What you will do:
Below is a listing. Write out exactly its lines between the one holding "return Err(AssistantError::validation(MSG_ANSWER_ALL));" and the one holding "if self.view != WizardView::Loading", inclusive.

Records to use:

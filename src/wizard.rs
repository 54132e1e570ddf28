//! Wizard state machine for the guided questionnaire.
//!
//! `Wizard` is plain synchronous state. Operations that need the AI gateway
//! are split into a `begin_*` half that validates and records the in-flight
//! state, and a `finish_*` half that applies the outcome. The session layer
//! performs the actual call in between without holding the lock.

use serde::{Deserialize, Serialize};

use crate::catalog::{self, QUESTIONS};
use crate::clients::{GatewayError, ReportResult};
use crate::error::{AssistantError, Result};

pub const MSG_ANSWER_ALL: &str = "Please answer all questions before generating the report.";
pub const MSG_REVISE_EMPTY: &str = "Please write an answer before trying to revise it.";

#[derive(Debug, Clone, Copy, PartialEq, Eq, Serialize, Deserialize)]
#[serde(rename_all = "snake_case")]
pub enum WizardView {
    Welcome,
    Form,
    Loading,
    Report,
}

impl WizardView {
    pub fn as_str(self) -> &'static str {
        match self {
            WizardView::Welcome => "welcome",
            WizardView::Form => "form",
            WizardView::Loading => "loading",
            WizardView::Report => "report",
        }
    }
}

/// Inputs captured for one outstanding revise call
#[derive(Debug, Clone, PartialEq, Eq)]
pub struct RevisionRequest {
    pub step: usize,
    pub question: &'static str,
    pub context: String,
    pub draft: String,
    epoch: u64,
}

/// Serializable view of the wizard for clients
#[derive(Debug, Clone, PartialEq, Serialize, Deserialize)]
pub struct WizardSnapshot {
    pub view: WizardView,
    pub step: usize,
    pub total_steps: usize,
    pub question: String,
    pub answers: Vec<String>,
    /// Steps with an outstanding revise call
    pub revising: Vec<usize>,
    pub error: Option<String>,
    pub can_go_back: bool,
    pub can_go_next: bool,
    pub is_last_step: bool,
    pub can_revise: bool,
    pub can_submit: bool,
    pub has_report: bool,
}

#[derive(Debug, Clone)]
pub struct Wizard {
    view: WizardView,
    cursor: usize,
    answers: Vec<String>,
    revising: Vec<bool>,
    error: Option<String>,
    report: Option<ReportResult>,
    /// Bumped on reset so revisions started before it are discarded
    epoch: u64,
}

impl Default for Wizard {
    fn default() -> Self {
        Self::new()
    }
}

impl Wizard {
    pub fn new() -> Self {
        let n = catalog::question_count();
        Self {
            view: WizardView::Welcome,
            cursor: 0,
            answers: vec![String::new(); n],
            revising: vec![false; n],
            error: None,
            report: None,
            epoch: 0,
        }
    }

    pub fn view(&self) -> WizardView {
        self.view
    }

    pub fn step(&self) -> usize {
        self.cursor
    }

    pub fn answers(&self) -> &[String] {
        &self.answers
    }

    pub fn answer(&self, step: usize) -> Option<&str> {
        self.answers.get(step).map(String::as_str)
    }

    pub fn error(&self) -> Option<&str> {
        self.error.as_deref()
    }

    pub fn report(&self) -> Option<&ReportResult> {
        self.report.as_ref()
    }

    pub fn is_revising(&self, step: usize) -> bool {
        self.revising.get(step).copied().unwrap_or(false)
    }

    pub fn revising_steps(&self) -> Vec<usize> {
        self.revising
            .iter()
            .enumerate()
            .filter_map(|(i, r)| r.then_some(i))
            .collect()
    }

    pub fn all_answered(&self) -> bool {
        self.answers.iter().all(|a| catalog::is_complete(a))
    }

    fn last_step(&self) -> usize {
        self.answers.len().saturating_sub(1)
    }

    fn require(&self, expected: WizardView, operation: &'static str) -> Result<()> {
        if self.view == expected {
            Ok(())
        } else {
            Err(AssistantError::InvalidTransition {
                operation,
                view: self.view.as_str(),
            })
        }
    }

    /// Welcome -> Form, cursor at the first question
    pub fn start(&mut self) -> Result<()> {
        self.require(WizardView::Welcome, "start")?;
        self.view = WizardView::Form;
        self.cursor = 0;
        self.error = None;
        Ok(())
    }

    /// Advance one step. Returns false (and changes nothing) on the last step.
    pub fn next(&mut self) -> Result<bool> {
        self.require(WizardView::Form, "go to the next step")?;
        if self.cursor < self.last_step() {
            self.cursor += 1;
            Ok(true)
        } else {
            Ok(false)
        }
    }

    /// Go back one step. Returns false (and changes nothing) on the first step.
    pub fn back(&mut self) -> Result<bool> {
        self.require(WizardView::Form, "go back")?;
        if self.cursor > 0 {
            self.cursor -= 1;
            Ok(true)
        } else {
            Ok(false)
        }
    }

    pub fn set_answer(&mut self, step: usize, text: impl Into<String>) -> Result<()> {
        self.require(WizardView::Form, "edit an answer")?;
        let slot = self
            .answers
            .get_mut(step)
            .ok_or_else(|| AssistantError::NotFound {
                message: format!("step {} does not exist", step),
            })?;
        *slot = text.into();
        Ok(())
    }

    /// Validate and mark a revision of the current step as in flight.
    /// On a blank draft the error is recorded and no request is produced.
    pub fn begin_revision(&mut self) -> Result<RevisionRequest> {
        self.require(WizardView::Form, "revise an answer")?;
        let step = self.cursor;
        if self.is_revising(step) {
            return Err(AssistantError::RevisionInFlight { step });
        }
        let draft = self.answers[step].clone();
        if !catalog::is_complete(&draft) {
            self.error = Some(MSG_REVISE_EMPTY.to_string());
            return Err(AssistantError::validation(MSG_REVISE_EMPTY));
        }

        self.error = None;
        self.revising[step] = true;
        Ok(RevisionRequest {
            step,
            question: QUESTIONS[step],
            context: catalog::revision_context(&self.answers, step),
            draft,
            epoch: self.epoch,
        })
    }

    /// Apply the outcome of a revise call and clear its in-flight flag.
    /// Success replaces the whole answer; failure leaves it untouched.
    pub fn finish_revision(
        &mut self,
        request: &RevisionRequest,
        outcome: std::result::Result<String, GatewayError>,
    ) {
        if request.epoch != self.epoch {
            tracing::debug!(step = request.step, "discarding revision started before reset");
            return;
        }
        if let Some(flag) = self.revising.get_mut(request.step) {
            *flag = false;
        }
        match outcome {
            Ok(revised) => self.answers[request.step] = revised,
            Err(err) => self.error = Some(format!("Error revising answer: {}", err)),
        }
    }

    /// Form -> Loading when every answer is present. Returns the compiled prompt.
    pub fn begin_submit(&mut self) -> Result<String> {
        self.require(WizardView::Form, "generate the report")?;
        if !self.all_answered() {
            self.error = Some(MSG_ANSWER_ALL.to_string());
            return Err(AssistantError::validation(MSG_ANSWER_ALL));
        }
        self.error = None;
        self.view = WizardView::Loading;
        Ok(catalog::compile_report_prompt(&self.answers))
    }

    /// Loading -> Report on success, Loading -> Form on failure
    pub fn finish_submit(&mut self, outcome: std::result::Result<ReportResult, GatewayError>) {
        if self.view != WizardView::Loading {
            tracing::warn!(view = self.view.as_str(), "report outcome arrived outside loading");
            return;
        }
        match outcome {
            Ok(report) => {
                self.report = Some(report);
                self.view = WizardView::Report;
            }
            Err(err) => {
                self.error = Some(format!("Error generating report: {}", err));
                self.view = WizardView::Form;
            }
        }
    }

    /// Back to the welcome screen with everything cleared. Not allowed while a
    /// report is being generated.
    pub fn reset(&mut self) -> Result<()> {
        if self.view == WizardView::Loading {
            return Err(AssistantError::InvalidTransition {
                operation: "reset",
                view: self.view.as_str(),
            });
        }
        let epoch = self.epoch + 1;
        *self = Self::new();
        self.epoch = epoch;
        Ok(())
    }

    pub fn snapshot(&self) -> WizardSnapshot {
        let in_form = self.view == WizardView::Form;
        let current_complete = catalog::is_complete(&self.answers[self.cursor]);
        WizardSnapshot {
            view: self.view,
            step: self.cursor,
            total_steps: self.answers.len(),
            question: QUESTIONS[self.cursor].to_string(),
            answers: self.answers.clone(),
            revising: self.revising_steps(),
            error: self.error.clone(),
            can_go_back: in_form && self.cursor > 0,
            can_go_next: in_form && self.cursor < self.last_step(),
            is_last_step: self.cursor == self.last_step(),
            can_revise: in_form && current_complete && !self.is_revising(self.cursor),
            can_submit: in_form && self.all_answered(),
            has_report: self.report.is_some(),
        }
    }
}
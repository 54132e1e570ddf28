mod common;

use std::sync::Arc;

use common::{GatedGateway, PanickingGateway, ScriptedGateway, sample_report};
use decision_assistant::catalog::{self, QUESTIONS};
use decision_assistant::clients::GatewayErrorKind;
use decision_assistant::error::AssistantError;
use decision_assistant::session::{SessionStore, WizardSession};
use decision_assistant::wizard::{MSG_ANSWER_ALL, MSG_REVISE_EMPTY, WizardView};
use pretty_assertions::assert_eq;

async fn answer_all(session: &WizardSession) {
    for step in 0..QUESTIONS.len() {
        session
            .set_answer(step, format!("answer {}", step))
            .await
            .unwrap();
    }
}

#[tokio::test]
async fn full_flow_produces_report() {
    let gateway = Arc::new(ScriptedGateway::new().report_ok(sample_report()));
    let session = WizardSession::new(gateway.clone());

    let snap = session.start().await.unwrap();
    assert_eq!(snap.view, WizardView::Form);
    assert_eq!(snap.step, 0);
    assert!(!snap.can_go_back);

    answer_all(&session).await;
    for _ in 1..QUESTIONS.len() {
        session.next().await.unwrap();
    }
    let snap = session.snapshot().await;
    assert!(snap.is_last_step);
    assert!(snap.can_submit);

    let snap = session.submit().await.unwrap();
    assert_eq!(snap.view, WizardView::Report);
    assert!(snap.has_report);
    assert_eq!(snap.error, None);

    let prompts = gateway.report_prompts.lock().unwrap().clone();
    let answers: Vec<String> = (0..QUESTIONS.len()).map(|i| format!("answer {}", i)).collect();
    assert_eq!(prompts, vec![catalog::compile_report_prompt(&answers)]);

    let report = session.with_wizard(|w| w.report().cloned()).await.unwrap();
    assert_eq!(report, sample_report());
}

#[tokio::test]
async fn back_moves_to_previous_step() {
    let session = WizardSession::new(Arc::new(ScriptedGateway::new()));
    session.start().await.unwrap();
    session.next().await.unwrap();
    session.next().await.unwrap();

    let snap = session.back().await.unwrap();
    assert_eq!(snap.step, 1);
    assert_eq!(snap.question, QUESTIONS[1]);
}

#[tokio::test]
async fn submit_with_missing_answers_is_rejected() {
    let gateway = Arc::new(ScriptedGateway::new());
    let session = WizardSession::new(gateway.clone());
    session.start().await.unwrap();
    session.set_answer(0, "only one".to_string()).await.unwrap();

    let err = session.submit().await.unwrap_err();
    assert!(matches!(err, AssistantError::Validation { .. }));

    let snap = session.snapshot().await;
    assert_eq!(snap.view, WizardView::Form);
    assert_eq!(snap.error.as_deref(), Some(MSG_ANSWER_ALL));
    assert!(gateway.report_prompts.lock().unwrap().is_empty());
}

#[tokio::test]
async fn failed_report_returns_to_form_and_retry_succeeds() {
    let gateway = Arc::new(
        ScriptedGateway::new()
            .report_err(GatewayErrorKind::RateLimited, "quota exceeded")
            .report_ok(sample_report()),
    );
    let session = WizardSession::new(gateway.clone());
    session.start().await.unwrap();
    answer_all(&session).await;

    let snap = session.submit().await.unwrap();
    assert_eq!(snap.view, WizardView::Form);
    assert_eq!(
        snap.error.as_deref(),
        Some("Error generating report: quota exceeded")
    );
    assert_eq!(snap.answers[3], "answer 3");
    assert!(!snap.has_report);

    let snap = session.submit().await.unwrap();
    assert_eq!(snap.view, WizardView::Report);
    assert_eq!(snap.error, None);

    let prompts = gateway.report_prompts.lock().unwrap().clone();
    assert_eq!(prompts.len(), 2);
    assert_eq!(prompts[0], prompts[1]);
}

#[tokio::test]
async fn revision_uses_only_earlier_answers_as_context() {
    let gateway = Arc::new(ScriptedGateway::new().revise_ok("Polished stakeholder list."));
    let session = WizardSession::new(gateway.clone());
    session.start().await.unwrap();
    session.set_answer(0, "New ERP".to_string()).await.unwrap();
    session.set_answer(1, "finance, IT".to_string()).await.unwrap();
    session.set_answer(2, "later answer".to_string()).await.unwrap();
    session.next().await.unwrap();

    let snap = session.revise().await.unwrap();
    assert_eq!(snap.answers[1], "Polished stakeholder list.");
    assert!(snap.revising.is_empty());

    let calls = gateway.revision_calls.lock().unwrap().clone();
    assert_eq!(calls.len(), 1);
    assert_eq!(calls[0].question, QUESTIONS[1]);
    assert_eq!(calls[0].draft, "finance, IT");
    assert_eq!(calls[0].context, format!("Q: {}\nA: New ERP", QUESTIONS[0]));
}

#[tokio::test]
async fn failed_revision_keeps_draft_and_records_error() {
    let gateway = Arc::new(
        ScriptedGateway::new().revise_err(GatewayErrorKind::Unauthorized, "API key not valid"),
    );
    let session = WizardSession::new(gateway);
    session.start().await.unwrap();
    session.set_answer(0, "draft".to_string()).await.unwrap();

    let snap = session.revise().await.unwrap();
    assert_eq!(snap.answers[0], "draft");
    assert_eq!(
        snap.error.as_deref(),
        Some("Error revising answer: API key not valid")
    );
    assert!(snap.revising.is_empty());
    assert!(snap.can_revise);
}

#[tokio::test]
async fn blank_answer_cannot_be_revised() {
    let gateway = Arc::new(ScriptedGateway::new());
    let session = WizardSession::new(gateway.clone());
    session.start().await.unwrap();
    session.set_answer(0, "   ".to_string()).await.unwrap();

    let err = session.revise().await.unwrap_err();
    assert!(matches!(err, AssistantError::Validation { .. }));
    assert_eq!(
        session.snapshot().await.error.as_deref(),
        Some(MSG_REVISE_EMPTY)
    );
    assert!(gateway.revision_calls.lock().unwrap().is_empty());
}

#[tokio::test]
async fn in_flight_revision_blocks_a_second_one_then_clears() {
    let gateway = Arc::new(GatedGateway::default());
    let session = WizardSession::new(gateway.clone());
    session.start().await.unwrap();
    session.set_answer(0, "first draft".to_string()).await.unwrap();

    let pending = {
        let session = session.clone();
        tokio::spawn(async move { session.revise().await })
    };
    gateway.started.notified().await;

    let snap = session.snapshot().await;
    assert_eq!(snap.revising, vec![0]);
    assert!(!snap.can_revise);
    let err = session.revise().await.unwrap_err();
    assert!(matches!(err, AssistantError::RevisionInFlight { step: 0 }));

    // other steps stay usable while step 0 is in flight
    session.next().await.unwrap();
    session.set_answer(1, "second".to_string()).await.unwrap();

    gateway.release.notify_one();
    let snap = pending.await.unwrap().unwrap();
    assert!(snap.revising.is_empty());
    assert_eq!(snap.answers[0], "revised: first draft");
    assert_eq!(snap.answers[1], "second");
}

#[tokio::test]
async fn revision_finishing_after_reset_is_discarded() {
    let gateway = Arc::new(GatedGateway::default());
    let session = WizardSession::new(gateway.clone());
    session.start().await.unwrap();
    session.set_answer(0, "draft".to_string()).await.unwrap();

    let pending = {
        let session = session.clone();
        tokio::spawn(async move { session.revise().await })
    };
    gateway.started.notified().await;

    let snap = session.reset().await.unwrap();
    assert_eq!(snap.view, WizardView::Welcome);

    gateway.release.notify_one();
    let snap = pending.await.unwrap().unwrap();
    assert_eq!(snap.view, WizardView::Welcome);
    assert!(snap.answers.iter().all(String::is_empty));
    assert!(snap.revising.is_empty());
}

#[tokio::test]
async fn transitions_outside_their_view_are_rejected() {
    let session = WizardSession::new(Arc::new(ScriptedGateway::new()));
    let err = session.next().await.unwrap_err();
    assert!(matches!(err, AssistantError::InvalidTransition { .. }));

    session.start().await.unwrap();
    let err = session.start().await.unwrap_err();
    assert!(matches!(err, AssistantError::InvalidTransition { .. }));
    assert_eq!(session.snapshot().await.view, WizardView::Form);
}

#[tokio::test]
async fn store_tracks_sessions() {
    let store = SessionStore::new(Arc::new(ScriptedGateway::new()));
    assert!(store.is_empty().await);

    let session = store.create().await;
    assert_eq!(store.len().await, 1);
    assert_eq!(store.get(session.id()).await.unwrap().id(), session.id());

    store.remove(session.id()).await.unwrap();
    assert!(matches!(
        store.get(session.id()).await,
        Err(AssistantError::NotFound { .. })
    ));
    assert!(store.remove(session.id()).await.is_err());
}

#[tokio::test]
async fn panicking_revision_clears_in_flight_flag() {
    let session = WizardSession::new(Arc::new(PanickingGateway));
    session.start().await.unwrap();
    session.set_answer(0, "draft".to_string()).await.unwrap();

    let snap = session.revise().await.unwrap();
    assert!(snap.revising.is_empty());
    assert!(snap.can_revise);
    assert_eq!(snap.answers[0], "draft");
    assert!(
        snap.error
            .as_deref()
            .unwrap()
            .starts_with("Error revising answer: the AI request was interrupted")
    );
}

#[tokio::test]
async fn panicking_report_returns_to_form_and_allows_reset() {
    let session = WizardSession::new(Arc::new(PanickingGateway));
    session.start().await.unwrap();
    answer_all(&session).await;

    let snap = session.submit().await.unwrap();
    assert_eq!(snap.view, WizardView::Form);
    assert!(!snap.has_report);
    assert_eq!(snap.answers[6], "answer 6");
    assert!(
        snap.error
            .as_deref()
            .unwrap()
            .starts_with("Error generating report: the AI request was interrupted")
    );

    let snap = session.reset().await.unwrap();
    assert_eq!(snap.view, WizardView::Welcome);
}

Exercise result:
            return Err(AssistantError::validation(MSG_ANSWER_ALL));
        }
        self.error = None;
        self.view = WizardView::Loading;
        Ok(catalog::compile_report_prompt(&self.answers))
    }

    /// Loading -> Report on success, Loading -> Form on failure
    pub fn finish_submit(&mut self, outcome: std::result::Result<ReportResult, GatewayError>) {
        if self.view != WizardView::Loading {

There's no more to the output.